*ABOUT THIS EXERCISE:* State the number of lines in the material below that hold "Smoothing", and add nothing to it.

+--

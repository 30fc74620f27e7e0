//! Rack integration tests
//!
//! Verifies:
//! - Engine swaps crossfade without a step
//! - Updates sent after a swap reach the new engine
//! - Slot bypass, mix and post gain
//! - Master gain and peak meter
//! - WAV impulse responses reach convolution slots only
//! - Latency and engine introspection
//! - JSON-configured racks split oversized host blocks

use std::f64::consts::PI;

use approx::assert_abs_diff_eq;
use fx_engine::{EngineId, EngineRack, FxError, ParameterMap, RackConfig, RackController};

const SR: f64 = 48000.0;
const N: usize = 512;

fn init() {
    let _ = env_logger::builder().is_test(true).try_init();
}

fn rack() -> (EngineRack, RackController) {
    init();
    EngineRack::new(RackConfig::default()).unwrap()
}

fn sine(freq: f64, start: usize, len: usize, amp: f64) -> Vec<f32> {
    (start..start + len)
        .map(|n| (amp * (2.0 * PI * freq * n as f64 / SR).sin()) as f32)
        .collect()
}

/// Process one block of a sine, returning the left channel
fn run_block(rack: &mut EngineRack, index: usize, amp: f64) -> (Vec<f32>, Vec<f32>) {
    let input = sine(100.0, index * N, N, amp);
    let mut l = input.clone();
    let mut r = input.clone();
    let mut block: [&mut [f32]; 2] = [&mut l, &mut r];
    rack.process(&mut block);
    (input, l)
}

fn max_step(signal: &[f32]) -> f32 {
    signal
        .windows(2)
        .fold(0.0f32, |m, w| m.max((w[1] - w[0]).abs()))
}

#[test]
fn test_engine_swap_is_crossfaded() {
    let (mut rack, mut controller) = rack();
    // −12 dB, then a flat EQ at unity
    controller
        .set_slot_engine_with(0, EngineId::GainUtility, &ParameterMap::new().with(0, 0.25))
        .unwrap();
    let mut output = Vec::new();
    for b in 0..4 {
        output.extend(run_block(&mut rack, b, 0.5).1);
    }
    controller.set_slot_engine(0, EngineId::ParametricEq).unwrap();
    for b in 4..8 {
        output.extend(run_block(&mut rack, b, 0.5).1);
    }

    assert_eq!(controller.active_engine(0).unwrap(), Some(EngineId::ParametricEq));
    let step = max_step(&output[N..]);
    assert!(step < 0.05, "step {step}");

    // the old engine is released once the fade has finished
    let mut released = controller.collect_garbage();
    run_block(&mut rack, 8, 0.5);
    released += controller.collect_garbage();
    assert_eq!(released, 1);
}

#[test]
fn test_updates_follow_queued_engine() {
    init();
    let config = RackConfig {
        max_block_size: 32,
        swap_fade_samples: 64,
        ..RackConfig::default()
    };
    let (mut rack, mut controller) = EngineRack::new(config).unwrap();
    let dc = |rack: &mut EngineRack| {
        let (mut l, mut r) = (vec![0.1f32; 32], vec![0.1f32; 32]);
        let mut block: [&mut [f32]; 2] = [&mut l, &mut r];
        rack.process(&mut block);
        (l, r)
    };

    controller.set_slot_engine(0, EngineId::MonoMaker).unwrap();
    dc(&mut rack);
    // queued while the first fade is still running
    controller.set_slot_engine(0, EngineId::GainUtility).unwrap();
    controller
        .update_slot_parameters(0, &ParameterMap::new().with(2, 1.0))
        .unwrap();

    let mut out = dc(&mut rack);
    for _ in 0..19 {
        out = dc(&mut rack);
    }
    let (l, r) = out;
    assert_eq!(controller.active_engine(0).unwrap(), Some(EngineId::GainUtility));
    assert!(l.iter().all(|y| *y < -0.09), "left {:?}", &l[..4]);
    assert!(r.iter().all(|y| *y > 0.09), "right {:?}", &r[..4]);
}

#[test]
fn test_bypass_passes_dry() {
    let (mut rack, mut controller) = rack();
    controller
        .set_slot_engine_with(0, EngineId::GainUtility, &ParameterMap::new().with(0, 0.0))
        .unwrap();
    run_block(&mut rack, 0, 0.5);
    let (input, out) = run_block(&mut rack, 1, 0.5);
    assert!(out.iter().zip(&input).any(|(y, x)| (y - x).abs() > 0.1));

    controller.set_slot_bypass(0, true).unwrap();
    assert!(controller.is_bypassed(0).unwrap());
    run_block(&mut rack, 2, 0.5);
    let (input, out) = run_block(&mut rack, 3, 0.5);
    for (y, x) in out.iter().zip(&input) {
        assert_abs_diff_eq!(*y, *x, epsilon = 1e-6);
    }
}

#[test]
fn test_slot_mix_and_post_gain() {
    let (mut rack, mut controller) = rack();
    controller.set_slot_engine(0, EngineId::ParametricEq).unwrap();

    controller.set_slot_mix(0, 0.0).unwrap();
    run_block(&mut rack, 0, 0.1);
    run_block(&mut rack, 1, 0.1);
    let (input, out) = run_block(&mut rack, 2, 0.1);
    for (y, x) in out.iter().zip(&input) {
        assert_abs_diff_eq!(*y, *x, epsilon = 1e-6);
    }

    controller.set_slot_mix(0, 1.0).unwrap();
    controller.set_slot_post_gain(0, -6.0).unwrap();
    run_block(&mut rack, 3, 0.1);
    let (input, out) = run_block(&mut rack, 4, 0.1);
    let gain = 10f32.powf(-6.0 / 20.0);
    for (y, x) in out.iter().zip(&input) {
        assert_abs_diff_eq!(*y, *x * gain, epsilon = 1e-3);
    }

    // out-of-range mix clamps
    controller.set_slot_mix(0, 3.0).unwrap();
    assert!(matches!(controller.set_slot_mix(9, 0.5), Err(FxError::InvalidSlot(9))));
}

#[test]
fn test_master_gain_and_meter() {
    let (mut rack, controller) = rack();
    controller.set_master_gain(-6.0);
    run_block(&mut rack, 0, 0.5);
    let (input, out) = run_block(&mut rack, 1, 0.5);
    let gain = 10f32.powf(-6.0 / 20.0);
    for (y, x) in out.iter().zip(&input) {
        assert_abs_diff_eq!(*y, *x * gain, epsilon = 1e-6);
    }

    // the first block still rose from unity; let the meter fall back
    for b in 2..40 {
        run_block(&mut rack, b, 0.5);
    }
    let peak = controller.master_peak();
    assert!(peak > 0.2 && peak <= 0.5 * gain + 1e-6, "peak {peak}");

    // non-finite requests are ignored
    controller.set_master_gain(f32::NAN);
    let (_, out) = run_block(&mut rack, 40, 0.5);
    assert!(out.iter().all(|y| y.is_finite()));
}

fn write_ir(path: &std::path::Path, sample_rate: u32) {
    let spec = hound::WavSpec {
        channels: 1,
        sample_rate,
        bits_per_sample: 32,
        sample_format: hound::SampleFormat::Float,
    };
    let mut writer = hound::WavWriter::create(path, spec).unwrap();
    for n in 0..(sample_rate / 5) {
        let t = n as f64 / sample_rate as f64;
        let v = (-t * 20.0).exp() * (2.0 * PI * 997.0 * t).sin();
        writer.write_sample(v as f32).unwrap();
    }
    writer.finalize().unwrap();
}

#[test]
fn test_impulse_response_loading() {
    let (mut rack, mut controller) = rack();
    let dir = tempfile::tempdir().unwrap();
    let good = dir.path().join("room.wav");
    let wrong_rate = dir.path().join("room_44k.wav");
    write_ir(&good, 48000);
    write_ir(&wrong_rate, 44100);

    controller.set_slot_engine(0, EngineId::ConvolutionReverb).unwrap();
    controller.set_slot_engine(1, EngineId::PlateReverb).unwrap();

    controller.load_impulse_response_wav(0, &good).unwrap();
    assert!(matches!(
        controller.load_impulse_response_wav(0, &wrong_rate),
        Err(FxError::ImpulseResponse(_))
    ));
    assert!(matches!(
        controller.load_impulse_response_wav(1, &good),
        Err(FxError::NoImpulseInput)
    ));
    assert!(matches!(
        controller.load_impulse_response_wav(2, &good),
        Err(FxError::NoImpulseInput)
    ));
    assert!(controller
        .load_impulse_response_wav(0, dir.path().join("missing.wav"))
        .is_err());

    let mut heard = 0.0f32;
    for b in 0..20 {
        let (_, out) = run_block(&mut rack, b, 0.3);
        assert!(out.iter().all(|y| y.is_finite()));
        heard = heard.max(out.iter().fold(0.0f32, |m, y| m.max(y.abs())));
    }
    assert!(heard > 0.0);
    controller.collect_garbage();
}

#[test]
fn test_latency_introspection() {
    let (mut rack, mut controller) = rack();
    controller.set_slot_engine(2, EngineId::MasteringLimiter).unwrap();
    assert_eq!(controller.slot_engine(2).unwrap(), EngineId::MasteringLimiter);
    assert_eq!(controller.active_engine(2).unwrap(), None);

    run_block(&mut rack, 0, 0.2);
    assert_eq!(controller.active_engine(2).unwrap(), Some(EngineId::MasteringLimiter));
    let latency = controller.slot_latency(2).unwrap();
    assert!(latency > 0);
    assert_eq!(controller.total_latency(), latency);
    assert_eq!(rack.latency_samples(), latency);
    assert!(controller.slot_tail(2).unwrap() > 0);

    controller.set_slot_bypass(2, true).unwrap();
    assert_eq!(controller.total_latency(), 0);

    controller.clear_slot(2).unwrap();
    run_block(&mut rack, 1, 0.2);
    run_block(&mut rack, 2, 0.2);
    assert_eq!(controller.active_engine(2).unwrap(), None);
    assert_eq!(controller.slot_latency(2).unwrap(), 0);
}

#[test]
fn test_engine_requests_validate() {
    let (_rack, mut controller) = rack();
    assert!(matches!(
        controller.set_slot_engine(6, EngineId::TapeEcho),
        Err(FxError::InvalidSlot(6))
    ));
    assert!(matches!(
        controller.set_slot_engine_by_id(0, 999),
        Err(FxError::UnknownEngine(999))
    ));
    controller.set_slot_engine_by_id(0, 35).unwrap();
    assert_eq!(controller.slot_engine(0).unwrap(), EngineId::from_u32(35).unwrap());
    assert!(controller.update_slot_parameters(0, &ParameterMap::new().with(0, 0.4)).is_ok());
    assert!(controller.update_slot_parameters(7, &ParameterMap::new()).is_err());
}

#[test]
fn test_json_config_splits_host_blocks() {
    init();
    let config = RackConfig::from_json(r#"{ "max_block_size": 64, "swap_fade_samples": 16 }"#).unwrap();
    let (mut rack, mut controller) = EngineRack::new(config).unwrap();
    assert_eq!(rack.config().max_block_size, 64);
    controller.set_slot_engine(0, EngineId::DigitalDelay).unwrap();

    for b in 0..10 {
        let (_, out) = run_block(&mut rack, b, 0.5);
        assert_eq!(out.len(), N);
        assert!(out.iter().all(|y| y.is_finite() && y.abs() <= 2.0));
    }
    assert_eq!(controller.stream(), (SR, 64));
}
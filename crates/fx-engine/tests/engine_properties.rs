//! Engine contract properties, checked for every registered engine
//!
//! Verifies:
//! - Output falls below −100 dBFS once the declared tail has passed
//! - Bounded input gives finite output under ±2.0
//! - `mix = 0` reproduces the dry input
//! - After `reset`, silence in gives silence out within one block
//! - Ramping a parameter over 100 ms adds no click

use std::f64::consts::PI;

use fx_engine::{Engine, EngineId, ParameterMap, Smoothing, create_engine, default_parameters};
use rand::{Rng, SeedableRng};
use rand_chacha::ChaCha8Rng;

const SR: f64 = 48000.0;
const BLOCK: usize = 256;

fn noise(seed: u64, len: usize, amp: f32) -> (Vec<f32>, Vec<f32>) {
    let mut rng = ChaCha8Rng::seed_from_u64(seed);
    let l = (0..len).map(|_| rng.random_range(-amp..=amp)).collect();
    let r = (0..len).map(|_| rng.random_range(-amp..=amp)).collect();
    (l, r)
}

fn sine(freq: f64, start: usize, len: usize, amp: f64) -> Vec<f32> {
    (start..start + len)
        .map(|n| (amp * (2.0 * PI * freq * n as f64 / SR).sin()) as f32)
        .collect()
}

fn process(engine: &mut dyn Engine, left: &mut [f32], right: &mut [f32]) {
    for (l, r) in left.chunks_mut(BLOCK).zip(right.chunks_mut(BLOCK)) {
        let mut block: [&mut [f32]; 2] = [l, r];
        engine.process(&mut block);
    }
}

fn peak(left: &[f32], right: &[f32]) -> f32 {
    left.iter().chain(right).fold(0.0f32, |m, x| m.max(x.abs()))
}

fn silent_blocks(engine: &mut dyn Engine, samples: usize) -> f32 {
    let mut last = 0.0;
    let mut done = 0;
    while done < samples {
        let (mut l, mut r) = (vec![0.0; BLOCK], vec![0.0; BLOCK]);
        process(engine, &mut l, &mut r);
        last = peak(&l, &r);
        done += BLOCK;
    }
    last
}

#[test]
fn test_silent_after_tail() {
    for id in EngineId::ALL {
        let mut engine = create_engine(id, SR, BLOCK);
        let (mut l, mut r) = noise(id as u64, 4800, 0.5);
        process(engine.as_mut(), &mut l, &mut r);

        let tail = engine.tail_samples();
        assert!(tail <= 20 * SR as usize, "{id:?}: tail of {tail} samples");
        let wait = tail + engine.latency_samples() + BLOCK;
        silent_blocks(engine.as_mut(), wait);
        let residual = silent_blocks(engine.as_mut(), BLOCK);
        assert!(residual < 1e-5, "{id:?}: {residual} after {wait} samples");
    }
}

#[test]
fn test_bounded_and_finite() {
    for id in EngineId::ALL {
        let mut engine = create_engine(id, SR, BLOCK);
        let (mut l, mut r) = noise(100 + id as u64, 24000, 1.0);
        process(engine.as_mut(), &mut l, &mut r);
        assert!(
            l.iter().chain(&r).all(|x| x.is_finite() && x.abs() < 2.0),
            "{id:?}: peak {}",
            peak(&l, &r)
        );
    }
}

#[test]
fn test_zero_mix_is_dry() {
    for id in EngineId::ALL {
        let Some(mix) = id.info().mix_index else {
            continue;
        };
        let mut engine = create_engine(id, SR, BLOCK);
        engine.apply_parameters(&default_parameters(id).with(mix, 0.0));
        let (dry_l, dry_r) = noise(200 + id as u64, 9600, 0.7);
        let (mut l, mut r) = (dry_l.clone(), dry_r.clone());
        process(engine.as_mut(), &mut l, &mut r);
        let diff = l
            .iter()
            .zip(&dry_l)
            .chain(r.iter().zip(&dry_r))
            .fold(0.0f32, |m, (y, x)| m.max((y - x).abs()));
        assert!(diff < 1e-4, "{id:?}: {diff}");
    }
}

#[test]
fn test_reset_then_silence() {
    for id in EngineId::ALL {
        let mut engine = create_engine(id, SR, BLOCK);
        let (mut l, mut r) = noise(300 + id as u64, 9600, 0.8);
        process(engine.as_mut(), &mut l, &mut r);
        engine.reset();
        silent_blocks(engine.as_mut(), BLOCK);
        let residual = silent_blocks(engine.as_mut(), BLOCK);
        assert!(residual < 1e-5, "{id:?}: {residual}");
    }
}

/// Largest sample-to-sample step after a 50 ms warm-up while `index`
/// moves from `from` to `to` over 100 ms, then holds for 50 ms
fn max_step(id: EngineId, index: usize, from: f32, to: f32) -> f32 {
    const STEP: usize = 48;
    const WARM: usize = 2400;
    const RAMP: usize = 4800;
    const TOTAL: usize = WARM + RAMP + 2400;

    let mut engine = create_engine(id, SR, BLOCK);
    let mut prev = [0.0f32; 2];
    let mut largest = 0.0f32;
    let mut pos = 0;
    while pos < TOTAL {
        let value = if pos < WARM {
            from
        } else if pos < WARM + RAMP {
            from + (to - from) * (pos - WARM) as f32 / RAMP as f32
        } else {
            to
        };
        engine.apply_parameters(&ParameterMap::new().with(index, value));

        let mut l = sine(110.0, pos, STEP, 0.25);
        let mut r = l.clone();
        process(engine.as_mut(), &mut l, &mut r);
        for (ch, out) in [&l, &r].into_iter().enumerate() {
            for &y in out.iter() {
                if pos >= WARM {
                    largest = largest.max((y - prev[ch]).abs());
                }
                prev[ch] = y;
            }
        }
        pos += STEP;
    }
    largest
}

#[test]
fn test_parameter_ramps_do_not_click() {
    for id in EngineId::ALL {
        for (index, spec) in id.info().params.iter().enumerate() {
            if spec.smoothing == Smoothing::Step {
                continue;
            }
            let still = max_step(id, index, 0.25, 0.25).max(max_step(id, index, 0.75, 0.75));
            let ramp = max_step(id, index, 0.25, 0.75);
            assert!(
                ramp <= still + 0.2,
                "{id:?} {}: ramp step {ramp}, static {still}",
                spec.name
            );
        }
    }
}

#[test]
fn test_parameter_introspection() {
    for id in EngineId::ALL {
        let engine = create_engine(id, SR, BLOCK);
        for (index, spec) in id.info().params.iter().enumerate() {
            assert_eq!(engine.parameter_name(index), Some(spec.name));
            assert!(!spec.display.format(spec.default).is_empty());
        }
        assert_eq!(engine.parameter_name(engine.parameter_count()), None);
    }
}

+--

*ANSWER TO THE EXERCISE:* 2